◆ LISTED ENTRIES

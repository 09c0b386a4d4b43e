// SPDX-License-Identifier: Apache-2.0
// Copyright © 2021 Will Ross
//! Conversions from raw register values to temperatures.
//!
//! Both the pixels and the thermistor report a 12-bit sign-magnitude value split across two
//! registers. The low register holds the lower 8 bits of the magnitude, the lowest 3 bits of the
//! high register hold the upper 3 bits of the magnitude, and any of the remaining bits of the high
//! register mark the value as negative. This is *not* two's complement: `0x08FF` is -255 LSB, not
//! -1793. The two readings only differ in the size of one LSB.

use crate::error::LibraryError;

/// Width of the pixel array.
pub const WIDTH: usize = 8;

/// Height of the pixel array.
pub const HEIGHT: usize = 8;

/// Number of pixels in a frame.
pub const NUM_PIXELS: usize = WIDTH * HEIGHT;

/// ℃ per LSB for the pixel outputs.
pub const PIXEL_COEFFICIENT: f32 = 0.25;

/// ℃ per LSB for the thermistor output.
pub const THERMISTOR_COEFFICIENT: f32 = 0.0625;

/// Mask for the magnitude bits in the high register.
const HIGH_MAGNITUDE_MASK: u8 = 0x07;

/// Convert a raw register pair into a temperature.
///
/// The magnitude is the low 3 bits of `raw_high` above the 8 bits of `raw_low`, scaled by
/// `coefficient`. If any of bits 3 through 7 of `raw_high` are set the result is negated, so a
/// negative zero is possible.
/// ```
/// # use grideye::calculations::{decode_sample, PIXEL_COEFFICIENT};
/// assert_eq!(decode_sample(0x64, 0x00, PIXEL_COEFFICIENT), 25.0);
/// assert_eq!(decode_sample(0x64, 0x08, PIXEL_COEFFICIENT), -25.0);
/// ```
pub fn decode_sample(raw_low: u8, raw_high: u8, coefficient: f32) -> f32 {
    let magnitude = (u16::from(raw_high & HIGH_MAGNITUDE_MASK) << 8) | u16::from(raw_low);
    let temperature = f32::from(magnitude) * coefficient;
    if raw_high >> 3 != 0 {
        -temperature
    } else {
        temperature
    }
}

/// The coldest and hottest pixels in a frame.
#[derive(Clone, Copy, Debug, PartialEq)]
#[cfg_attr(feature = "defmt", derive(defmt::Format))]
pub struct Extremes {
    pub min_temperature: f32,
    pub max_temperature: f32,
    pub cold_index: usize,
    pub hot_index: usize,
}

/// Find the minimum and maximum temperatures in a single pass.
///
/// Updates only happen on a strict inequality, so when the extreme value occurs more than once the
/// first occurrence (lowest index) is the one reported.
pub fn find_extremes(temperatures: &[f32; NUM_PIXELS]) -> Extremes {
    // Every decodable value is finite, so the first pixel always replaces both sentinels.
    let mut extremes = Extremes {
        min_temperature: f32::INFINITY,
        max_temperature: f32::NEG_INFINITY,
        cold_index: 0,
        hot_index: 0,
    };
    for (index, temperature) in temperatures.iter().copied().enumerate() {
        if temperature < extremes.min_temperature {
            extremes.min_temperature = temperature;
            extremes.cold_index = index;
        }
        if temperature > extremes.max_temperature {
            extremes.max_temperature = temperature;
            extremes.hot_index = index;
        }
    }
    extremes
}

/// Find the source cell an output position falls in, and how far across that cell it is.
///
/// The first and last output positions line up with the first and last source pixels. The last
/// position is kept in the last cell (instead of starting a new one past the edge) with an offset
/// of 1.
fn source_cell(position: usize, output_length: usize, source_length: usize) -> (usize, f32) {
    let scaled = if output_length > 1 {
        position as f32 / (output_length - 1) as f32 * (source_length - 1) as f32
    } else {
        0f32
    };
    let cell = (scaled as usize).min(source_length - 2);
    (cell, scaled - cell as f32)
}

/// Upscale a frame by an integer factor using bilinear interpolation.
///
/// `output` is filled in row-major order, and must hold exactly `(8 × scale)²` values. The corners
/// of the output are the corners of the source frame, and every other value is blended from the
/// four source pixels surrounding it.
pub fn interpolate(
    temperatures: &[f32; NUM_PIXELS],
    scale: usize,
    output: &mut [f32],
) -> Result<(), LibraryError> {
    if scale == 0 {
        return Err(LibraryError::OutOfRange("Interpolation scale must be at least 1"));
    }
    let (output_width, output_height) = WIDTH
        .checked_mul(scale)
        .zip(HEIGHT.checked_mul(scale))
        .ok_or(LibraryError::OutOfRange("Interpolation scale is too large"))?;
    if output_width.checked_mul(output_height) != Some(output.len()) {
        return Err(LibraryError::OutOfRange(
            "Interpolation output is the wrong size for the scale",
        ));
    }
    for (output_row, row) in output.chunks_exact_mut(output_width).enumerate() {
        let (source_row, row_offset) = source_cell(output_row, output_height, HEIGHT);
        for (output_column, value) in row.iter_mut().enumerate() {
            let (source_column, column_offset) =
                source_cell(output_column, output_width, WIDTH);
            let top_left = source_row * WIDTH + source_column;
            let bottom_left = top_left + WIDTH;
            let top = temperatures[top_left] * (1.0 - column_offset)
                + temperatures[top_left + 1] * column_offset;
            let bottom = temperatures[bottom_left] * (1.0 - column_offset)
                + temperatures[bottom_left + 1] * column_offset;
            *value = top * (1.0 - row_offset) + bottom * row_offset;
        }
    }
    Ok(())
}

◆ WHAT TO WORK ON
What is needed is a word-for-word copy of the records above, from the first line through the line that contains "Width of the pixel array.".

◆ YOUR SOLUTION
repository 09c0b386a4d4b43e
// SPDX-License-Identifier: Apache-2.0
// Copyright © 2021 Will Ross
//! Conversions from raw register values to temperatures.
//!
//! Both the pixels and the thermistor report a 12-bit sign-magnitude value split across two
//! registers. The low register holds the lower 8 bits of the magnitude, the lowest 3 bits of the
//! high register hold the upper 3 bits of the magnitude, and any of the remaining bits of the high
//! register mark the value as negative. This is *not* two's complement: `0x08FF` is -255 LSB, not
//! -1793. The two readings only differ in the size of one LSB.

use crate::error::LibraryError;

/// Width of the pixel array.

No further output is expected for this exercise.